— The task —
Please restate, word for word, the lines below that begin at the one with "let elapsed = start.elapsed();" and end at the one with "in the future.". Leave out all other lines.

— Material to process —
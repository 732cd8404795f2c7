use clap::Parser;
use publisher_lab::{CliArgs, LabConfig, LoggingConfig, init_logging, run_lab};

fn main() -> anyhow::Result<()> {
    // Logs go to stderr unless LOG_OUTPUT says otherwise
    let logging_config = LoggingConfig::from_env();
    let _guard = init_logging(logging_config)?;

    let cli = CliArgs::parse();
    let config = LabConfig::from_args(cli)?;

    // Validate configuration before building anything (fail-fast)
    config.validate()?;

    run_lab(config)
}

...

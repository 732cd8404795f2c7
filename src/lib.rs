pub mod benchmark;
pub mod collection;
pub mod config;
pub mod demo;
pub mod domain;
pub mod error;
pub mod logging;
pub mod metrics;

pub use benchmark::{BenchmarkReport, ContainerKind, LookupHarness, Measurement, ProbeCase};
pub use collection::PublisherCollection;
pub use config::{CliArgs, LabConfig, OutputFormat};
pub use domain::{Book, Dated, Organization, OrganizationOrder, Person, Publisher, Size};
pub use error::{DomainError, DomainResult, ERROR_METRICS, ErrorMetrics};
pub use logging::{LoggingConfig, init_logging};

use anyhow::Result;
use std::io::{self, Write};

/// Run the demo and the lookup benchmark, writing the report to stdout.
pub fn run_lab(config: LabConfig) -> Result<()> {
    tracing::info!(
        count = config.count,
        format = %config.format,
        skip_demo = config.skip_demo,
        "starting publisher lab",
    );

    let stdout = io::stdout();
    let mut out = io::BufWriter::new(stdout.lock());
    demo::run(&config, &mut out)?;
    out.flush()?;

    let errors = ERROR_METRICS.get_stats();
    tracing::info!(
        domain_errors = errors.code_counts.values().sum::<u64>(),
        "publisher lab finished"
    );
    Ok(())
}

...

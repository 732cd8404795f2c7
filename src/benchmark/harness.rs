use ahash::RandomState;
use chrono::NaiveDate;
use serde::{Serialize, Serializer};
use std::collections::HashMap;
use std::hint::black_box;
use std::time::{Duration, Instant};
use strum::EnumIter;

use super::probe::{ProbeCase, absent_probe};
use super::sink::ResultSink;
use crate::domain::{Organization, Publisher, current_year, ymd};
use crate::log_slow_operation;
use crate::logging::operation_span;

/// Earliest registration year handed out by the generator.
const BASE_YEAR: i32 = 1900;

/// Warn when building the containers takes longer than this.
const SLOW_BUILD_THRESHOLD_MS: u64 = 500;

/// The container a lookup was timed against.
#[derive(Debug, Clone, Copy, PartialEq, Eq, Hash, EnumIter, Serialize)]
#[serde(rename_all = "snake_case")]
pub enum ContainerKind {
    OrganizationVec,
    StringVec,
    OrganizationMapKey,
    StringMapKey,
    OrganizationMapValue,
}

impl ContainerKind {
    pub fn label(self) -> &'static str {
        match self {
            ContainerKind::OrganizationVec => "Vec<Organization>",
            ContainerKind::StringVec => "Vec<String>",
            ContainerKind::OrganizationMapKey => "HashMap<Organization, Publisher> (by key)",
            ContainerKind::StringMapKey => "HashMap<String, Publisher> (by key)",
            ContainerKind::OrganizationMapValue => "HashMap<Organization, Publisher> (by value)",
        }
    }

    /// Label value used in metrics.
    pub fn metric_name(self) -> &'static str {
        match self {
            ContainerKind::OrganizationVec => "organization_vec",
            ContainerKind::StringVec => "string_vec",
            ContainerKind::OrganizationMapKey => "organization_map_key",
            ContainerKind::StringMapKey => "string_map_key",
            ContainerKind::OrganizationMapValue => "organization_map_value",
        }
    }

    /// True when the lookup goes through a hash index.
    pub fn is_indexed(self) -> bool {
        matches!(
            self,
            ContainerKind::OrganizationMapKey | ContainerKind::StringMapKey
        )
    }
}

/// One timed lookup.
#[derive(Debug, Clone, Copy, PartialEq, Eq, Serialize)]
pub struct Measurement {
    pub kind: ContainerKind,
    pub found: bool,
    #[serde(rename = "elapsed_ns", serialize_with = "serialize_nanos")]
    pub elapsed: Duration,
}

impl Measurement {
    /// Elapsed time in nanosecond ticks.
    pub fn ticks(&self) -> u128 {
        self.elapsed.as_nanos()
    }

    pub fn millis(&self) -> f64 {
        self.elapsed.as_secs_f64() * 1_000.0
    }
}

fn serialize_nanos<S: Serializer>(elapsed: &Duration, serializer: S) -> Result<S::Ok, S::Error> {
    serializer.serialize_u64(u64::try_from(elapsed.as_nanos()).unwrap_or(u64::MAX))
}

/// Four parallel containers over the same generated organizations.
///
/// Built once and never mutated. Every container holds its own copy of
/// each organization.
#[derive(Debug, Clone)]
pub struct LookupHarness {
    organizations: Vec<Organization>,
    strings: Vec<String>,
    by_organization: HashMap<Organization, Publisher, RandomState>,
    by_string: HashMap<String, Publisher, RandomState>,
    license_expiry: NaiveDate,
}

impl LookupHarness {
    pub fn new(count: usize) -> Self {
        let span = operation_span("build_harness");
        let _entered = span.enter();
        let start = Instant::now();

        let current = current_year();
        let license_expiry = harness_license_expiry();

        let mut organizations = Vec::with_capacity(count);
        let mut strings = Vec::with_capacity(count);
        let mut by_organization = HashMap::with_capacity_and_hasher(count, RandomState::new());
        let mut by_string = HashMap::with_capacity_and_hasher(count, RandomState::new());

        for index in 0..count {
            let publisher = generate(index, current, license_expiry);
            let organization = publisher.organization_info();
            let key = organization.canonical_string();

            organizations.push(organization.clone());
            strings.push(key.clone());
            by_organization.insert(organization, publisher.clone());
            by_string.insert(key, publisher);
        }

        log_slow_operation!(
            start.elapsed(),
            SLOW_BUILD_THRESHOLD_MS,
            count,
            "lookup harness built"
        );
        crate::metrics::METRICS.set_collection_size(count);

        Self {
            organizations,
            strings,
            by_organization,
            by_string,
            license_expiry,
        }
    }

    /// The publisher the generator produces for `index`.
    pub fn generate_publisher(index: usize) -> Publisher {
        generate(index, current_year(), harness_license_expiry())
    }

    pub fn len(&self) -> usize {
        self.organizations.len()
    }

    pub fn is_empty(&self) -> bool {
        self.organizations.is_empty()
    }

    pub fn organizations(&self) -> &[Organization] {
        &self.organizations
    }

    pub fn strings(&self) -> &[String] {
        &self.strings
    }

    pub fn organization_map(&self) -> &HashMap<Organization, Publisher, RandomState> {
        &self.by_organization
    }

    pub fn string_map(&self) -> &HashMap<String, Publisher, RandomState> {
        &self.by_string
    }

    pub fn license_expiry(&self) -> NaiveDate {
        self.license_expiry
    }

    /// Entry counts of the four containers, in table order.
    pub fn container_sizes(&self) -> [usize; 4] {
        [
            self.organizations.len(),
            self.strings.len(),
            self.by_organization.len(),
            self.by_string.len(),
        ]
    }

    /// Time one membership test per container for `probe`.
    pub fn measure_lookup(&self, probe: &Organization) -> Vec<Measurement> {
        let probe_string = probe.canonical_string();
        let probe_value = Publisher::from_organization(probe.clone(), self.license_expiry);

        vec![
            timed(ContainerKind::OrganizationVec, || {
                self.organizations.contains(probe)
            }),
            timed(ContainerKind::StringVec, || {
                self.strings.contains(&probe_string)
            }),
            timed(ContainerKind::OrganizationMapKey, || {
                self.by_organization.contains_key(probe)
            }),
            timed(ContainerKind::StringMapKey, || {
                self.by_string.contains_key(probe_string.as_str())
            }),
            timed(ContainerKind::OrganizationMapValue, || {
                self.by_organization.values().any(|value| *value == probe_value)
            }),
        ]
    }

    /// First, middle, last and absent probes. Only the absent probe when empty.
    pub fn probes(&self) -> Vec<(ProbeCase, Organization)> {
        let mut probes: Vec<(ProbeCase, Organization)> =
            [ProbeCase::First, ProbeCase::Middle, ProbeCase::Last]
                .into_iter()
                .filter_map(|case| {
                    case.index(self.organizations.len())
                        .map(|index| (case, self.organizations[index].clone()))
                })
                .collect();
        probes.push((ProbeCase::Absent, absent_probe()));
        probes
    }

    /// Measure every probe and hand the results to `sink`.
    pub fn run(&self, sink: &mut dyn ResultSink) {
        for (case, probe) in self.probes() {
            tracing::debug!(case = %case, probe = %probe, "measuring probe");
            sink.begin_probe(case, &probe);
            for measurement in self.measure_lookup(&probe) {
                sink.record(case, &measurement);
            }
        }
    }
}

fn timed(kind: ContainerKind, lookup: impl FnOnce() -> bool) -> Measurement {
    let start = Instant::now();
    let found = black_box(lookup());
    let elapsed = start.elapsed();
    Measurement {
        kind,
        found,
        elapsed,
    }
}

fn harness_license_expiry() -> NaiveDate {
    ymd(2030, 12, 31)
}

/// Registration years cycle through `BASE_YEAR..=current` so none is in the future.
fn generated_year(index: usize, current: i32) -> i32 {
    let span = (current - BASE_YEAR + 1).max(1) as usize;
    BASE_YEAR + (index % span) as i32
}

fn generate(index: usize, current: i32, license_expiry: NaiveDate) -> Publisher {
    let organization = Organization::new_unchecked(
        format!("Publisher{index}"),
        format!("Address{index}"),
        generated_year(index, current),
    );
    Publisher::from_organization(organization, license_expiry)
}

— Response area —
    let elapsed = start.elapsed();
    Measurement {
        kind,
        found,
        elapsed,
    }
}

fn harness_license_expiry() -> NaiveDate {
    ymd(2030, 12, 31)
}

/// Registration years cycle through `BASE_YEAR..=current` so none is in the future.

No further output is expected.